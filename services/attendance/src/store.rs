//! Collaborator seams for the attendance engine
//!
//! The registry and the validator never touch the database directly; they
//! talk to these traits. Production wires in the sqlx repositories, tests
//! wire in the in-memory doubles below.

use async_trait::async_trait;
use common::error::DatabaseResult;

use crate::models::{
    Attendance, NewAttendance, NewSession, Role, Session, SessionAttendanceEntry,
    StudentReportEntry,
};

/// Session persistence seam
#[async_trait]
pub trait SessionStore: Send + Sync {
    /// Persist a new session and return it with the assigned id
    async fn insert(&self, new_session: &NewSession) -> DatabaseResult<Session>;

    /// Fetch a session by id
    async fn find_by_id(&self, id: i64) -> DatabaseResult<Option<Session>>;

    /// List all sessions
    async fn list(&self) -> DatabaseResult<Vec<Session>>;

    /// Hard-delete a session; historical attendance rows are left in place
    async fn delete(&self, id: i64) -> DatabaseResult<bool>;
}

/// Attendance persistence seam, append-only
#[async_trait]
pub trait AttendanceStore: Send + Sync {
    /// Append exactly one row for a check-in attempt (single atomic insert)
    async fn append(&self, record: &NewAttendance) -> DatabaseResult<Attendance>;

    /// Attendance rows for a session, oldest first
    async fn by_session(&self, session_id: i64) -> DatabaseResult<Vec<SessionAttendanceEntry>>;

    /// Attendance rows for a student, most recent first
    async fn by_student(&self, student_id: i64) -> DatabaseResult<Vec<StudentReportEntry>>;
}

/// Authorization seam: resolve an actor id to a role
#[async_trait]
pub trait RoleProvider: Send + Sync {
    async fn role_of(&self, user_id: i64) -> DatabaseResult<Role>;
}

#[cfg(test)]
pub mod testing {
    //! In-memory doubles for the store seams

    use super::*;
    use crate::models::WIRE_TIME_FORMAT;
    use std::collections::HashMap;
    use std::sync::Mutex;

    /// In-memory session store backed by a vector
    pub struct InMemorySessionStore {
        sessions: Mutex<Vec<Session>>,
        next_id: Mutex<i64>,
    }

    impl InMemorySessionStore {
        pub fn new() -> Self {
            Self {
                sessions: Mutex::new(Vec::new()),
                next_id: Mutex::new(1),
            }
        }

        pub fn with_sessions(sessions: Vec<Session>) -> Self {
            let next = sessions.iter().map(|s| s.id).max().unwrap_or(0) + 1;
            Self {
                sessions: Mutex::new(sessions),
                next_id: Mutex::new(next),
            }
        }

        pub fn count(&self) -> usize {
            self.sessions.lock().unwrap().len()
        }
    }

    #[async_trait]
    impl SessionStore for InMemorySessionStore {
        async fn insert(&self, new_session: &NewSession) -> DatabaseResult<Session> {
            let mut next_id = self.next_id.lock().unwrap();
            let session = Session {
                id: *next_id,
                code: new_session.code.clone(),
                name: new_session.name.clone(),
                location_lat: new_session.location_lat,
                location_long: new_session.location_long,
                expiry_time: new_session.expiry_time,
                created_by: new_session.created_by,
            };
            *next_id += 1;
            self.sessions.lock().unwrap().push(session.clone());
            Ok(session)
        }

        async fn find_by_id(&self, id: i64) -> DatabaseResult<Option<Session>> {
            Ok(self
                .sessions
                .lock()
                .unwrap()
                .iter()
                .find(|s| s.id == id)
                .cloned())
        }

        async fn list(&self) -> DatabaseResult<Vec<Session>> {
            Ok(self.sessions.lock().unwrap().clone())
        }

        async fn delete(&self, id: i64) -> DatabaseResult<bool> {
            let mut sessions = self.sessions.lock().unwrap();
            let before = sessions.len();
            sessions.retain(|s| s.id != id);
            Ok(sessions.len() != before)
        }
    }

    /// In-memory append-only attendance store
    #[derive(Default)]
    pub struct InMemoryAttendanceStore {
        rows: Mutex<Vec<Attendance>>,
    }

    impl InMemoryAttendanceStore {
        pub fn new() -> Self {
            Self::default()
        }

        pub fn rows(&self) -> Vec<Attendance> {
            self.rows.lock().unwrap().clone()
        }

        pub fn count(&self) -> usize {
            self.rows.lock().unwrap().len()
        }
    }

    #[async_trait]
    impl AttendanceStore for InMemoryAttendanceStore {
        async fn append(&self, record: &NewAttendance) -> DatabaseResult<Attendance> {
            let mut rows = self.rows.lock().unwrap();
            let row = Attendance {
                id: rows.len() as i64 + 1,
                student_id: record.student_id,
                session_id: record.session_id,
                status: record.status.as_str().to_string(),
                timestamp: record.timestamp,
            };
            rows.push(row.clone());
            Ok(row)
        }

        async fn by_session(&self, session_id: i64) -> DatabaseResult<Vec<SessionAttendanceEntry>> {
            Ok(self
                .rows
                .lock()
                .unwrap()
                .iter()
                .filter(|r| r.session_id == session_id)
                .map(|r| SessionAttendanceEntry {
                    student_id: r.student_id,
                    status: r.status.clone(),
                    timestamp: r.timestamp.format(WIRE_TIME_FORMAT).to_string(),
                })
                .collect())
        }

        async fn by_student(&self, student_id: i64) -> DatabaseResult<Vec<StudentReportEntry>> {
            let mut rows: Vec<_> = self
                .rows
                .lock()
                .unwrap()
                .iter()
                .filter(|r| r.student_id == student_id)
                .cloned()
                .collect();
            rows.sort_by(|a, b| b.timestamp.cmp(&a.timestamp));
            Ok(rows
                .into_iter()
                .map(|r| StudentReportEntry {
                    session_id: r.session_id,
                    status: r.status,
                    timestamp: r.timestamp.format(WIRE_TIME_FORMAT).to_string(),
                })
                .collect())
        }
    }

    /// Attendance store that starts refusing appends after a set number of
    /// successes, for exercising the store-failure path
    pub struct FailingAttendanceStore {
        rows: Mutex<Vec<Attendance>>,
        remaining_successes: Mutex<usize>,
    }

    impl FailingAttendanceStore {
        pub fn failing_immediately() -> Self {
            Self::after_successes(0)
        }

        pub fn after_successes(successes: usize) -> Self {
            Self {
                rows: Mutex::new(Vec::new()),
                remaining_successes: Mutex::new(successes),
            }
        }

        pub fn rows(&self) -> Vec<Attendance> {
            self.rows.lock().unwrap().clone()
        }

        pub fn count(&self) -> usize {
            self.rows.lock().unwrap().len()
        }
    }

    #[async_trait]
    impl AttendanceStore for FailingAttendanceStore {
        async fn append(&self, record: &NewAttendance) -> DatabaseResult<Attendance> {
            let mut remaining = self.remaining_successes.lock().unwrap();
            if *remaining == 0 {
                return Err(common::error::DatabaseError::Query(
                    sqlx::Error::PoolClosed,
                ));
            }
            *remaining -= 1;

            let mut rows = self.rows.lock().unwrap();
            let row = Attendance {
                id: rows.len() as i64 + 1,
                student_id: record.student_id,
                session_id: record.session_id,
                status: record.status.as_str().to_string(),
                timestamp: record.timestamp,
            };
            rows.push(row.clone());
            Ok(row)
        }

        async fn by_session(&self, session_id: i64) -> DatabaseResult<Vec<SessionAttendanceEntry>> {
            let _ = session_id;
            Ok(Vec::new())
        }

        async fn by_student(&self, student_id: i64) -> DatabaseResult<Vec<StudentReportEntry>> {
            let _ = student_id;
            Ok(Vec::new())
        }
    }

    /// Fixed role table for authorization tests
    #[derive(Default)]
    pub struct FixedRoles {
        roles: HashMap<i64, Role>,
    }

    impl FixedRoles {
        pub fn new(entries: &[(i64, Role)]) -> Self {
            Self {
                roles: entries.iter().copied().collect(),
            }
        }
    }

    #[async_trait]
    impl RoleProvider for FixedRoles {
        async fn role_of(&self, user_id: i64) -> DatabaseResult<Role> {
            Ok(self.roles.get(&user_id).copied().unwrap_or(Role::None))
        }
    }

    /// Convenience constructor for a session used across engine tests
    pub fn campus_session(id: i64, expiry: chrono::NaiveDateTime) -> Session {
        Session {
            id,
            code: format!("SESSION_{}", 1_748_770_200 + id),
            name: "Campus lecture".to_string(),
            location_lat: 20.2961,
            location_long: 85.8245,
            expiry_time: expiry,
            created_by: 1,
        }
    }
}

■ Task:
Your task is to reproduce the entries exactly, starting at the first line and ending with the line containing "the store seams".

■ Output:
filename services/attendance/src/store.rs
//! Collaborator seams for the attendance engine
//!
//! The registry and the validator never touch the database directly; they
//! talk to these traits. Production wires in the sqlx repositories, tests
//! wire in the in-memory doubles below.

use async_trait::async_trait;
use common::error::DatabaseResult;

use crate::models::{
    Attendance, NewAttendance, NewSession, Role, Session, SessionAttendanceEntry,
    StudentReportEntry,
};

/// Session persistence seam
#[async_trait]
pub trait SessionStore: Send + Sync {
    /// Persist a new session and return it with the assigned id
    async fn insert(&self, new_session: &NewSession) -> DatabaseResult<Session>;

    /// Fetch a session by id
    async fn find_by_id(&self, id: i64) -> DatabaseResult<Option<Session>>;

    /// List all sessions
    async fn list(&self) -> DatabaseResult<Vec<Session>>;

    /// Hard-delete a session; historical attendance rows are left in place
    async fn delete(&self, id: i64) -> DatabaseResult<bool>;
}

/// Attendance persistence seam, append-only
#[async_trait]
pub trait AttendanceStore: Send + Sync {
    /// Append exactly one row for a check-in attempt (single atomic insert)
    async fn append(&self, record: &NewAttendance) -> DatabaseResult<Attendance>;

    /// Attendance rows for a session, oldest first
    async fn by_session(&self, session_id: i64) -> DatabaseResult<Vec<SessionAttendanceEntry>>;

    /// Attendance rows for a student, most recent first
    async fn by_student(&self, student_id: i64) -> DatabaseResult<Vec<StudentReportEntry>>;
}

/// Authorization seam: resolve an actor id to a role
#[async_trait]
pub trait RoleProvider: Send + Sync {
    async fn role_of(&self, user_id: i64) -> DatabaseResult<Role>;
}

#[cfg(test)]
pub mod testing {
    //! In-memory doubles for the store seams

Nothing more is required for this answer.